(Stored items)
########################################

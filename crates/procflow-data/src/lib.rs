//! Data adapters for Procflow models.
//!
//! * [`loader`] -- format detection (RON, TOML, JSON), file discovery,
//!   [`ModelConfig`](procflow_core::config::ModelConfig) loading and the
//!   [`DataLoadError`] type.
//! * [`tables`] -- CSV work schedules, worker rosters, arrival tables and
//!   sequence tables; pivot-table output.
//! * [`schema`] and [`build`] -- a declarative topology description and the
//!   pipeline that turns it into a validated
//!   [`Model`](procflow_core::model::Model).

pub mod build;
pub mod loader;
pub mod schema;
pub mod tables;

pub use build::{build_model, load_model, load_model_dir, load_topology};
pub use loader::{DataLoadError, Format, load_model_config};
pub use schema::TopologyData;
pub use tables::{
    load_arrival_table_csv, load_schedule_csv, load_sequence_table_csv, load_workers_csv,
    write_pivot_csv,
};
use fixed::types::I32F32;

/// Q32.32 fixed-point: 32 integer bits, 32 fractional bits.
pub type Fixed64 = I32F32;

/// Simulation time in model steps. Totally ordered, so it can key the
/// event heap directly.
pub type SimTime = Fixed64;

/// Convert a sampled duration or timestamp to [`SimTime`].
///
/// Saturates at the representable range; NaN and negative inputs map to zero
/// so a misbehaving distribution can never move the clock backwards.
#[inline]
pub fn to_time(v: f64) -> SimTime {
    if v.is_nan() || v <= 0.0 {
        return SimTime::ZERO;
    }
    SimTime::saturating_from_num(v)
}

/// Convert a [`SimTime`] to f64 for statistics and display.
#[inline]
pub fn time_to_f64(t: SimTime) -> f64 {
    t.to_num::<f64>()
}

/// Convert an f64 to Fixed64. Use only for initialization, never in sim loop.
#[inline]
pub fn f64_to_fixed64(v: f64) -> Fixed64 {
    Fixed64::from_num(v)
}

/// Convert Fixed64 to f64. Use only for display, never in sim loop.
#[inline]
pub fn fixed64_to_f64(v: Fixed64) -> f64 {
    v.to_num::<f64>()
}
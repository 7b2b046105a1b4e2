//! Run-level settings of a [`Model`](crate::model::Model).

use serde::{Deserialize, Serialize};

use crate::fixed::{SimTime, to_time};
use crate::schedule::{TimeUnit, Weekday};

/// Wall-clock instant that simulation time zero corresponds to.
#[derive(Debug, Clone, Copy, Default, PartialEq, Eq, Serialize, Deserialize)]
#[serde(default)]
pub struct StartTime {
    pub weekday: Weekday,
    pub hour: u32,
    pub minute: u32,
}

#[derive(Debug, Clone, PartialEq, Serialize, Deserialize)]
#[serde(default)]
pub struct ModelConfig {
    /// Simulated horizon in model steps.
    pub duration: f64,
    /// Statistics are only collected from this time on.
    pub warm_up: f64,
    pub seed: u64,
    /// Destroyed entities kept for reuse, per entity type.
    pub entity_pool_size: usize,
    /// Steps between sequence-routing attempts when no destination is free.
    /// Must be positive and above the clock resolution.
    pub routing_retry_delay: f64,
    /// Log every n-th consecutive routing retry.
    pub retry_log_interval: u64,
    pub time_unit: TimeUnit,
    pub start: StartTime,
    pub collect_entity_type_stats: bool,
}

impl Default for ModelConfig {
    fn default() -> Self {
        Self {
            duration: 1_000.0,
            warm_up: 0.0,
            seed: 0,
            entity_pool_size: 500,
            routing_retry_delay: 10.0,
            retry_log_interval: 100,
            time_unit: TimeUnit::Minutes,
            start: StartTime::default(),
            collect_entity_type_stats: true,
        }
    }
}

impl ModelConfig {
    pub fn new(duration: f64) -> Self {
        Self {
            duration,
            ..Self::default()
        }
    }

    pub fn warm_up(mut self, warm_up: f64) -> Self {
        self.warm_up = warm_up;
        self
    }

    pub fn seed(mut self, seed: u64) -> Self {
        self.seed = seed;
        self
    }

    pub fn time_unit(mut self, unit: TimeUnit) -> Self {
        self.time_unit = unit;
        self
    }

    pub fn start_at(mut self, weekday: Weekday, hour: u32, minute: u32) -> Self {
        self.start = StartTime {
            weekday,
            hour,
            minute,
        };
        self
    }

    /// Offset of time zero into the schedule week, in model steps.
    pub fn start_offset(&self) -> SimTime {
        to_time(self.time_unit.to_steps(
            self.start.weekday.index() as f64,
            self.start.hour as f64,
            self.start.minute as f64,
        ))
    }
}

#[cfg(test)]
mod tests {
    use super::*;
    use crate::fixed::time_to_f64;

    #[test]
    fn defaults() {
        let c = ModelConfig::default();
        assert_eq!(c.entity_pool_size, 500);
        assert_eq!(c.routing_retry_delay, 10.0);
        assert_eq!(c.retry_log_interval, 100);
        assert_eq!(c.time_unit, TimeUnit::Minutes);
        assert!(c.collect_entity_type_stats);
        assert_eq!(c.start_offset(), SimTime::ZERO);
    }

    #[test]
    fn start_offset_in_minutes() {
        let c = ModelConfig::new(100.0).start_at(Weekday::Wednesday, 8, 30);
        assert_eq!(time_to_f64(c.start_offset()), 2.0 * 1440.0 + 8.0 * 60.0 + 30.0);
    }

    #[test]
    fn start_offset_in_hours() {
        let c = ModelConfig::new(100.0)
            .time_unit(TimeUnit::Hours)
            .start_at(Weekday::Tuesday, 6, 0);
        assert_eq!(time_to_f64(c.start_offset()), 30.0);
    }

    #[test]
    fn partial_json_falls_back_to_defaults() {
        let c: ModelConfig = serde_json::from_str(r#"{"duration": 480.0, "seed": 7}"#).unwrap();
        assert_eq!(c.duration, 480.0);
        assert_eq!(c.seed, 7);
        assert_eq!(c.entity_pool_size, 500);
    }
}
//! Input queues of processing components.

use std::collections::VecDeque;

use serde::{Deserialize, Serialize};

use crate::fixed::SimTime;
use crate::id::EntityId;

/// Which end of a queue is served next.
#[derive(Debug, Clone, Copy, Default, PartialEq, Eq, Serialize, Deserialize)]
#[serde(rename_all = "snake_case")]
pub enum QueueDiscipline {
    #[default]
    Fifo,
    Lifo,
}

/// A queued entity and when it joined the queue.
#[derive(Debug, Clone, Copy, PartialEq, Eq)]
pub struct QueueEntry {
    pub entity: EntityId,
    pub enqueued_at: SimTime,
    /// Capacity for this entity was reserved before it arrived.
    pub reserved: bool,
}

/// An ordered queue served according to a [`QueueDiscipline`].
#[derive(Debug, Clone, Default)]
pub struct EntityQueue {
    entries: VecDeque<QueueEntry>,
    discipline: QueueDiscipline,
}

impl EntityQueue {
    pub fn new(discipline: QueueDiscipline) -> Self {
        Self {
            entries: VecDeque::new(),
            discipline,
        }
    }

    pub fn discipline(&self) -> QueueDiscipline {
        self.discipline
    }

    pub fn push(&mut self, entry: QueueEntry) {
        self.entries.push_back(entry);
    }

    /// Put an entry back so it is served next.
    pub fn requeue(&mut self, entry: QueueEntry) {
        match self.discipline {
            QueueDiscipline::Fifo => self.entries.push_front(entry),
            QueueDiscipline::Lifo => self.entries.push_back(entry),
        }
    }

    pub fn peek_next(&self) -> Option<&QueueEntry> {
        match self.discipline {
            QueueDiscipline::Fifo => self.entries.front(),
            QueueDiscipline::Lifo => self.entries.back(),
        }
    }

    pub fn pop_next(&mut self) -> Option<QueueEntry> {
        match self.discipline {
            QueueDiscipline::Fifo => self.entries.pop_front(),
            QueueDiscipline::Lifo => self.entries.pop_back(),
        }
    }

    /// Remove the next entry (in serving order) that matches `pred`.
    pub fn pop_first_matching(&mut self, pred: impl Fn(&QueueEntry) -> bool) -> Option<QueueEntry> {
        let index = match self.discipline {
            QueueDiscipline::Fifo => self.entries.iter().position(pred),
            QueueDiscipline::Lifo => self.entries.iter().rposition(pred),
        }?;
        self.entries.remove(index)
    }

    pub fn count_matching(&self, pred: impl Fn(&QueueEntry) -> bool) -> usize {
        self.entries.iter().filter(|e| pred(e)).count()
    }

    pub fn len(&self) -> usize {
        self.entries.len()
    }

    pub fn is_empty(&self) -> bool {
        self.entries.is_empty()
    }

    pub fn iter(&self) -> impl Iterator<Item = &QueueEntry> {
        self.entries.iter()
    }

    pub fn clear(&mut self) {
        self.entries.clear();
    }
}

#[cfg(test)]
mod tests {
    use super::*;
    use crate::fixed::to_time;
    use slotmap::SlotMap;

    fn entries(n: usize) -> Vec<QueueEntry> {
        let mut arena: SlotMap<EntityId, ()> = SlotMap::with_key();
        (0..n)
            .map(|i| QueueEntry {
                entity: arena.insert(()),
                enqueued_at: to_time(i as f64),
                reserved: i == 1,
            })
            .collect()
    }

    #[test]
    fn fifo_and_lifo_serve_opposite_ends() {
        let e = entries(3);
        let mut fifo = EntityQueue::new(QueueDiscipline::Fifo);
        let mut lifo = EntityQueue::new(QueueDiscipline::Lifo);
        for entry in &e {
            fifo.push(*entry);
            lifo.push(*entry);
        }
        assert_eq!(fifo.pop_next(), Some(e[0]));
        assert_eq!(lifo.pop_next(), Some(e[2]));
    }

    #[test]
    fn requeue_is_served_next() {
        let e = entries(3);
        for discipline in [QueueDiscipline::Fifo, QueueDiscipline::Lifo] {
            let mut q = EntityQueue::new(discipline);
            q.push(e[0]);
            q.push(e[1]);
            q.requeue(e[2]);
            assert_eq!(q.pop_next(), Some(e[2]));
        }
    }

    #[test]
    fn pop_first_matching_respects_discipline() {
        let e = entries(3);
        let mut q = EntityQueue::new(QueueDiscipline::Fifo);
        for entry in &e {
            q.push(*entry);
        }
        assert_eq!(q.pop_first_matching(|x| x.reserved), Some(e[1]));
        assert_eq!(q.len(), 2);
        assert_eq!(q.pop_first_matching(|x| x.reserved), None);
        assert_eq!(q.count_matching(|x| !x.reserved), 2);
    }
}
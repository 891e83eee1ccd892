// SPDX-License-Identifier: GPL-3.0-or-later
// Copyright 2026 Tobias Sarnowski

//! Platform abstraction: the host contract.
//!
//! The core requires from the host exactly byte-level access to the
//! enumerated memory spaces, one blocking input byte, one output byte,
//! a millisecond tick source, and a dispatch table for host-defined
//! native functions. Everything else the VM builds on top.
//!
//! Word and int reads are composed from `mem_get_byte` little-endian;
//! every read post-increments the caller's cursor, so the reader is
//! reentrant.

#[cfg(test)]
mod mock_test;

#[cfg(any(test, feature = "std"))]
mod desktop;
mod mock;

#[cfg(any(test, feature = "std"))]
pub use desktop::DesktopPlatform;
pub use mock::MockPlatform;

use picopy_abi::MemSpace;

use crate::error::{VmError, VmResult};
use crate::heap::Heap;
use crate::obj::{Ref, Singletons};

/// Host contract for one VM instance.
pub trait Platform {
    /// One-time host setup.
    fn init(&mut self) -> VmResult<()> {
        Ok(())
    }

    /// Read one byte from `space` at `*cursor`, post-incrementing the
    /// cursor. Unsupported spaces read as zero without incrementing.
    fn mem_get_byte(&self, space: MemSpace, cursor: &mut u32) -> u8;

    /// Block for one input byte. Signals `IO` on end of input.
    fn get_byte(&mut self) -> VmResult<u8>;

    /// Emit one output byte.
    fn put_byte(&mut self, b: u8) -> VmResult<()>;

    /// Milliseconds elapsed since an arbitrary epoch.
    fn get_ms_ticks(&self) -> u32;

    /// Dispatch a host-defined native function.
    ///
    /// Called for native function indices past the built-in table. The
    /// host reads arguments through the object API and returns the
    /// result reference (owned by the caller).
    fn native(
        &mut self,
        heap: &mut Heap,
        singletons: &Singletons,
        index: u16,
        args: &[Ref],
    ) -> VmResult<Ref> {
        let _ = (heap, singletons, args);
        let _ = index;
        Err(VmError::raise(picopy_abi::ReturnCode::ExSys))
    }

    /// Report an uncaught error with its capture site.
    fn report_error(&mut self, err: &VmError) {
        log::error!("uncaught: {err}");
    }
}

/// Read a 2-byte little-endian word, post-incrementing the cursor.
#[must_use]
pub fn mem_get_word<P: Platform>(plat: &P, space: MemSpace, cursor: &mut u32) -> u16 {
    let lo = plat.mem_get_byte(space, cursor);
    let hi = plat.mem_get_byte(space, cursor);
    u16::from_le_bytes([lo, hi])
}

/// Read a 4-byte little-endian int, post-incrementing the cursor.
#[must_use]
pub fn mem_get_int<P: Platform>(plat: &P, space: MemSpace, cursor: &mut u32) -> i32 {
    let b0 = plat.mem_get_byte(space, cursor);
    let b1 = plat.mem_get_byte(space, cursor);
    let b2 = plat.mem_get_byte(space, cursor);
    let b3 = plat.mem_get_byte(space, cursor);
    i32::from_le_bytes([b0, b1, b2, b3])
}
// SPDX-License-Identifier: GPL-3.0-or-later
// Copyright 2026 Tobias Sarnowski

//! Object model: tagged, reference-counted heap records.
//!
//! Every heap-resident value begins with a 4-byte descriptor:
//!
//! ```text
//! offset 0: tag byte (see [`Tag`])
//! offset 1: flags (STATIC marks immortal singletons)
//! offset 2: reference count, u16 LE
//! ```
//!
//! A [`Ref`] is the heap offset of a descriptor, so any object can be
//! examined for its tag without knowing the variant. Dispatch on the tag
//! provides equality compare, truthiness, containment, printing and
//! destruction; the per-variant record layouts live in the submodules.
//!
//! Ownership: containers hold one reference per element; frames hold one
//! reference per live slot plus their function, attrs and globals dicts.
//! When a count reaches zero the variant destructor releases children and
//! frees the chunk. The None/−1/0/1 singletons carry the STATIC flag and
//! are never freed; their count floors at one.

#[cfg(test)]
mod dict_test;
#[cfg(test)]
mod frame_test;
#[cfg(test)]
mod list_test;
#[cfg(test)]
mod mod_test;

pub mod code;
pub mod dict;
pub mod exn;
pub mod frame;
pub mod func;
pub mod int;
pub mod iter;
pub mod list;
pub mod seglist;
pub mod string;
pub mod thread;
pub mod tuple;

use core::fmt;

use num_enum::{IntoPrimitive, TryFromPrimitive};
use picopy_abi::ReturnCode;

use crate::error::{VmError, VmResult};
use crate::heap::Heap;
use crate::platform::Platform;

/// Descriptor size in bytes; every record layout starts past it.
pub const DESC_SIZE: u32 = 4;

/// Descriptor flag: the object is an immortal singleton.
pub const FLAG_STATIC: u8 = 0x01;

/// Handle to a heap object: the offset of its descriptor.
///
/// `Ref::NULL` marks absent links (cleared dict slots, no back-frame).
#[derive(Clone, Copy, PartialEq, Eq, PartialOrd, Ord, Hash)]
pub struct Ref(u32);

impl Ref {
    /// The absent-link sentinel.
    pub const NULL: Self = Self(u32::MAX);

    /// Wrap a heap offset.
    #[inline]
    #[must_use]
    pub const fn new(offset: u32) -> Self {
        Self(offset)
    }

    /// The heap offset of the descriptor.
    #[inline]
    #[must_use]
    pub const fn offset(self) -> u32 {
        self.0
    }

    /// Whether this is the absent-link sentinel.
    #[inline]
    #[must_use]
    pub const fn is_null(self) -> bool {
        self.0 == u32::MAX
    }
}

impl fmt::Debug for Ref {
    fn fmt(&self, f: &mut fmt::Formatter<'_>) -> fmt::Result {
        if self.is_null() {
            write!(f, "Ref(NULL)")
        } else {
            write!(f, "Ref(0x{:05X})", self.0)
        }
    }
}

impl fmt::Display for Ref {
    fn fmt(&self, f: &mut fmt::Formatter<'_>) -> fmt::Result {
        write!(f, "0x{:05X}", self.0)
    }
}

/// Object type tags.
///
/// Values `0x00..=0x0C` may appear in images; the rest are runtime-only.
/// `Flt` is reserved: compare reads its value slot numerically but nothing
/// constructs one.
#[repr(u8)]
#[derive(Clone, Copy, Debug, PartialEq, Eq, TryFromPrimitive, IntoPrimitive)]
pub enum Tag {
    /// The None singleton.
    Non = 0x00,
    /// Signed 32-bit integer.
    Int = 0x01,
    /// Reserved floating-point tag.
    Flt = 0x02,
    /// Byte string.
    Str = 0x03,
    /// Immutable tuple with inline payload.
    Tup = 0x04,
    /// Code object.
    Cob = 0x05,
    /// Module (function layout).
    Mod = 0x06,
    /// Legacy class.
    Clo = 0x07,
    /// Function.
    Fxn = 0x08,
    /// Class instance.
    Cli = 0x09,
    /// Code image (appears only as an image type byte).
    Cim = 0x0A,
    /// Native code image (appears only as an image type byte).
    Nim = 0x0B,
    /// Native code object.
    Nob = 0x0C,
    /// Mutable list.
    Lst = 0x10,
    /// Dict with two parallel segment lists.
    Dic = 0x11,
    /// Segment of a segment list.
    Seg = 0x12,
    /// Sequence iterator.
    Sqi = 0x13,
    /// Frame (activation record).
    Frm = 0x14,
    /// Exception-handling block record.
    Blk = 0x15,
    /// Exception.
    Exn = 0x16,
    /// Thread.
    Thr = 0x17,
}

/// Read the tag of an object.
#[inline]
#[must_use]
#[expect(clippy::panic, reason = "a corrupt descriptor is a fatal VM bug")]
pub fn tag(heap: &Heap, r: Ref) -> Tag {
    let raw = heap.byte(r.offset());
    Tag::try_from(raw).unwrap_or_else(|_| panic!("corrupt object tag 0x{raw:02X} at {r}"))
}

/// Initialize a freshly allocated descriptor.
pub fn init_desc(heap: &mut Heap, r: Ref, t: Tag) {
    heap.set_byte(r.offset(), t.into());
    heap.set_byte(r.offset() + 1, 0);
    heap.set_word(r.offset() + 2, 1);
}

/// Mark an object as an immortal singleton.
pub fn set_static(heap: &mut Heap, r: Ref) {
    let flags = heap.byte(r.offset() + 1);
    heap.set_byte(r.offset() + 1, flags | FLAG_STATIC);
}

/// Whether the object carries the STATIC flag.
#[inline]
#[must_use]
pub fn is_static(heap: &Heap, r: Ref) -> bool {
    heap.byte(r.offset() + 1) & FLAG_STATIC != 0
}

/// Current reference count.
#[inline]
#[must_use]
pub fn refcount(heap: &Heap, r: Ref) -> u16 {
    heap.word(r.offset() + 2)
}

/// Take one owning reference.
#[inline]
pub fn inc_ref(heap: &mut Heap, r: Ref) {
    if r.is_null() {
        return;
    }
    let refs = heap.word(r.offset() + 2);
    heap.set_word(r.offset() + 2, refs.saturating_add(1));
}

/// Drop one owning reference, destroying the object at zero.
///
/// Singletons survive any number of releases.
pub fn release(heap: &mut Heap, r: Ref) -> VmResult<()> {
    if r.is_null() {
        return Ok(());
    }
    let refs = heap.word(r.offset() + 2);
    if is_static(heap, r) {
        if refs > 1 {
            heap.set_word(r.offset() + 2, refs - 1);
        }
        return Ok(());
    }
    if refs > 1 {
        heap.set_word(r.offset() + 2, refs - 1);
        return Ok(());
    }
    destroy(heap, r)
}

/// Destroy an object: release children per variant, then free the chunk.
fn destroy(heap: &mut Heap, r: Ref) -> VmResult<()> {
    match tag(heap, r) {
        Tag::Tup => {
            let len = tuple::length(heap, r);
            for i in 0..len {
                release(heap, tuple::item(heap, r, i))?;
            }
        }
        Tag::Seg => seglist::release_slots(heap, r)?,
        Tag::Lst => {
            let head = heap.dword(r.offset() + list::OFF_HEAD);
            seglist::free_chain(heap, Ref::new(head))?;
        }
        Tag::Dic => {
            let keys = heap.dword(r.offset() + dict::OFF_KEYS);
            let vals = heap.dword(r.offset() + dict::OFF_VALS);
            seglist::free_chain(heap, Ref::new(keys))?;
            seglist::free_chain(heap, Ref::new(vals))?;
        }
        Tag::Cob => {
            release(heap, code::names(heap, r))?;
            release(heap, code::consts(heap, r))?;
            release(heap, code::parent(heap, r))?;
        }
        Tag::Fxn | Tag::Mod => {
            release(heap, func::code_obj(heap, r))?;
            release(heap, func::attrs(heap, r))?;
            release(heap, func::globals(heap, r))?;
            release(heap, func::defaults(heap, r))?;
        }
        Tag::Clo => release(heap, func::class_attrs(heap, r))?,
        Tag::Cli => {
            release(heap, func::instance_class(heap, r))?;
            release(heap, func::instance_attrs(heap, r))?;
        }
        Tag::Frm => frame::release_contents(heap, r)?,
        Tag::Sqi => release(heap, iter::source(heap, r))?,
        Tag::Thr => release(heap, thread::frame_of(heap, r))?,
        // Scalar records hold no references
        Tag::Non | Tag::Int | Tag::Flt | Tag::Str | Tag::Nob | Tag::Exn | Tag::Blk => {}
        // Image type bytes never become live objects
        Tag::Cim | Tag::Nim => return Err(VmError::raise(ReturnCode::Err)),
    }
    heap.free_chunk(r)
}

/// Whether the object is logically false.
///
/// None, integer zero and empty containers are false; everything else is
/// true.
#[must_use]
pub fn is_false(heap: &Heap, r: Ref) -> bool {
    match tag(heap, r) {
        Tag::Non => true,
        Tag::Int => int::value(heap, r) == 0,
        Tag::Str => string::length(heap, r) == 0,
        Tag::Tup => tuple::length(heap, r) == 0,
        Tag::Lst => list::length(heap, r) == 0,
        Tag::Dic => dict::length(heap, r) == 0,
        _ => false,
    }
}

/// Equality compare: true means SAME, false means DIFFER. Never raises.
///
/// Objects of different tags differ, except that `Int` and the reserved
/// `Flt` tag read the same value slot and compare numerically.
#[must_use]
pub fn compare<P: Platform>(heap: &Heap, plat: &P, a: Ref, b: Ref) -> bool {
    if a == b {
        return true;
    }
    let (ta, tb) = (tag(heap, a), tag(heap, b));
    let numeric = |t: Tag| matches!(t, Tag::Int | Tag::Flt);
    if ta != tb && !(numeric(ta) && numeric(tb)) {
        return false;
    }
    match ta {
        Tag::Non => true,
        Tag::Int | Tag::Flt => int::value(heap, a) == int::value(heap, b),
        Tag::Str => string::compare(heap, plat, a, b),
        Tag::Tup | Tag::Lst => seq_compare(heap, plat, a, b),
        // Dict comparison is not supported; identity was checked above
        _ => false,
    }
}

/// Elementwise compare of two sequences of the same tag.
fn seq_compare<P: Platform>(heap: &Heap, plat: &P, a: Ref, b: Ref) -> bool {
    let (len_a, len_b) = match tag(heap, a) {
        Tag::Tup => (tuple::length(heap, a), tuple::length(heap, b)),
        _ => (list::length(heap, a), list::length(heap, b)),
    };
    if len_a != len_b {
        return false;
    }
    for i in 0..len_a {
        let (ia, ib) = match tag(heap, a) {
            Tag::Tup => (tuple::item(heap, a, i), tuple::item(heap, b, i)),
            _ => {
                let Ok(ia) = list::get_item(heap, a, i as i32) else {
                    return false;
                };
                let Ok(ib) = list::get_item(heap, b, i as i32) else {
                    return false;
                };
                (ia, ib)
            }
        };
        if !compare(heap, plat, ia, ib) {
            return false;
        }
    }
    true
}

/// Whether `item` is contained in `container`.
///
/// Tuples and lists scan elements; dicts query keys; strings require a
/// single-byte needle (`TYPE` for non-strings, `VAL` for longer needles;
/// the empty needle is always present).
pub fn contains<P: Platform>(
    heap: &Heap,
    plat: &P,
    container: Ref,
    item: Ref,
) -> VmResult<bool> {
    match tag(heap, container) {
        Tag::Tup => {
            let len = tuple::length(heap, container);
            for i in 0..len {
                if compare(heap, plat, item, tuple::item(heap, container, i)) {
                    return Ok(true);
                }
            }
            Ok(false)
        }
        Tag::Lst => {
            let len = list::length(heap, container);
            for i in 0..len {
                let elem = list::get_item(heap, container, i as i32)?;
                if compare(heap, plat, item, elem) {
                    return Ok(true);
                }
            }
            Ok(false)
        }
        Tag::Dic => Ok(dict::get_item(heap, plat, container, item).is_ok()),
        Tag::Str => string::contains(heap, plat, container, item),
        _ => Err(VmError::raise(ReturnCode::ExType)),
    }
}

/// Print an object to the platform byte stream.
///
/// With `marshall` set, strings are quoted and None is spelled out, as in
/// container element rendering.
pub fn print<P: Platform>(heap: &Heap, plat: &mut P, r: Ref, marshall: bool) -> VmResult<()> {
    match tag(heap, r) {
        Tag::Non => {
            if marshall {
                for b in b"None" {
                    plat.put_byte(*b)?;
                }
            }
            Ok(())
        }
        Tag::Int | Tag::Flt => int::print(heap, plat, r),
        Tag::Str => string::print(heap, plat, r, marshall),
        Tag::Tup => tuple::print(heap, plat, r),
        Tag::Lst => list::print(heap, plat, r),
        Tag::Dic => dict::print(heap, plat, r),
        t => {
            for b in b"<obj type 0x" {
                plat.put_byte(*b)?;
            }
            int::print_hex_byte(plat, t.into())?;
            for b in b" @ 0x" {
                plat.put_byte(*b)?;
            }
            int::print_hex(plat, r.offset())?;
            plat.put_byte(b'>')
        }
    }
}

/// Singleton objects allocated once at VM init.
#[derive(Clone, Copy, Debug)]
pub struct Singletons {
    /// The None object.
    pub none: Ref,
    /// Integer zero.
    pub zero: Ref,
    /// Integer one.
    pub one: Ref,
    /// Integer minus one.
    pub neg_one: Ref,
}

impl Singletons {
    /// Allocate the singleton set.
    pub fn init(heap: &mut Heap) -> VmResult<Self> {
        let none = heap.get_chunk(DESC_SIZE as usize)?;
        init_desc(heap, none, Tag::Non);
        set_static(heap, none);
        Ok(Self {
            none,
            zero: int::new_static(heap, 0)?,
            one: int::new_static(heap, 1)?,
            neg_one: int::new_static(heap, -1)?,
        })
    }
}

########################################

The first line of the records and every line down to the line with "pub use schema::TopologyData;" must be quoted exactly; leave out all else.

§ Exercise output:
filename crates/procflow-data/src/lib.rs
//! Data adapters for Procflow models.
//!
//! * [`loader`] -- format detection (RON, TOML, JSON), file discovery,
//!   [`ModelConfig`](procflow_core::config::ModelConfig) loading and the
//!   [`DataLoadError`] type.
//! * [`tables`] -- CSV work schedules, worker rosters, arrival tables and
//!   sequence tables; pivot-table output.
//! * [`schema`] and [`build`] -- a declarative topology description and the
//!   pipeline that turns it into a validated
//!   [`Model`](procflow_core::model::Model).

pub mod build;
pub mod loader;
pub mod schema;
pub mod tables;

pub use build::{build_model, load_model, load_model_dir, load_topology};
pub use loader::{DataLoadError, Format, load_model_config};
pub use schema::TopologyData;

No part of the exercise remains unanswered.